Jalons pour une définition des territoires wallons, 4. Les sous-régions d’Egmont-Stuyvenberg (1977-1978)

 Namur, le 8 février 2013

Le Pacte d’Egmont, aussi appelé Pacte communautaire, est le fruit de négociations qui se déroulent au Palais d’Egmont à Bruxelles au lendemain des élections législatives du 17 avril 1977. Le Premier Ministre Léo Tindemans ainsi que les représentants des partis politiques qui vont former la majorité gouvernementale se réunissent du 9 au 24 mai pour élaborer ce Pacte qui sera annexé à la déclaration gouvernementale du 7 juin 1977. Ce sont les deux secrétaires d’État à la réforme des institutions, Ferdinand De Bondt (CVP) et Jacques Hoyaux (PSB) qui ont été chargés de traduire cet accord politique en termes juridiques. Les zones de flou étant propices à des interprétations divergentes entre ces deux Cabinets, le Pacte d’Egmont est complété, affiné, par les négociations entre des délégués des partis politiques (Comité des Vingt-Deux) qui se tiennent du 24 septembre 1977 au 23 février 1978 au Château du Stuyvenberg et permettent de réaliser les arbitrages indispensables. Un accord en sort qui est présenté par le Premier ministre Léo Tindemans et adopté au Parlement le 28 février 1978. Un projet de loi concrétisant le Pacte communautaire et les accords du Stuyvenberg est déposé au Parlement début juillet 1978.

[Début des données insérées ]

//! Retro board client core.
//!
//! ## Overview
//!
//! Keeps a local copy of one retro's questions and post-its in step with the
//! board backend. User intents go out over REST; server pushes come in over a
//! WebSocket. Both end up as transitions on a single [`store::StateStore`].
//!
//! ## Module Map
//!
//! ```text
//!  user intent                          server push
//!      │                                    │
//!      v                                    v
//!  dispatcher.rs  ── REST ──> backend   ws.rs (SyncChannel, driver task)
//!  (Dispatcher)   <─────────            │   └─ connector.rs (WsConnector)
//!      │                                    │
//!      │ Action                             │ ChannelEvent
//!      v                                    v
//!  store.rs  <───────── SET_DATA ──── session.rs (RetroSession, route_event)
//!  (apply, StateStore)
//! ```
//!
//! | Module       | Responsibility                                          |
//! |--------------|---------------------------------------------------------|
//! | `store`      | `Action`, pure `apply`, `StateStore` with rollback      |
//! | `api`        | `RetroApi` trait + `HttpRetroApi` (reqwest)             |
//! | `dispatcher` | intent orchestration, ownership checks, view token      |
//! | `ws`         | wire events, `SyncChannel`, reconnect backoff           |
//! | `connector`  | tokio-tungstenite transport behind `Connector`          |
//! | `session`    | per-view glue: join/leave, refetch on resume            |

pub mod api;
pub mod connector;
pub mod dispatcher;
pub mod session;
pub mod store;
pub mod ws;

#[cfg(test)]
pub(crate) mod testing;

pub use api::{HttpRetroApi, RetroApi};
pub use connector::WsConnector;
pub use dispatcher::{Dispatcher, Outcome};
pub use session::{RetroSession, SessionStatus};
pub use store::{Action, StateStore};
pub use ws::{ConnectionState, ReconnectPolicy, SyncChannel};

Des organes d’exécution non politiques

Dans le but d’alléger les tâches des communes et de rationaliser le secteur des intercommunales, le Pacte d’Egmont prévoit la création de sous-régions [1] qui doivent être mises en place en 1982 ou 1983. L’idée était inscrite comme hypothèse dans le programme de réforme de l’État que le PSB avait déposé à la veille des vacances parlementaires de 1976 après l’avoir fait approuver par ses fédérations flamandes, wallonnes et bruxelloises [2]. Elle avait également été préparée au sein de la SDRW dans le cadre des études préalables au Plan régional d’Aménagement du Territoire wallon, ainsi qu’à la section wallonne du Bureau du Plan [3]. Le Parti social chrétien et le CVP soutiennent les sous-régions comme ultime concession à la suppression des conseils provinciaux, pour que ces pouvoirs intermédiaires constituent, outre les communes, le réceptacle des compétences des provinces ou des intercommunales [4]. Sortie des discussions du palais d’Egmont, la sous-région ne se veut pas pas un pouvoir politique, mais un pouvoir d’exécution situé entre des communes fortes et dotées de larges compétences (y compris celles anciennement exercées par les provinces en tant que pouvoir décentralisé) et une région autonome et souveraine dans de nombreux domaines. Elles ne disposent donc d’aucun pouvoir réglementaire. Il faut observer que si la loi a consacré les notions d’intérêt communal et d’intérêt provincial, les négociateurs ont définitivement établi qu’il n’y a pas d’intérêt sous-régional [5].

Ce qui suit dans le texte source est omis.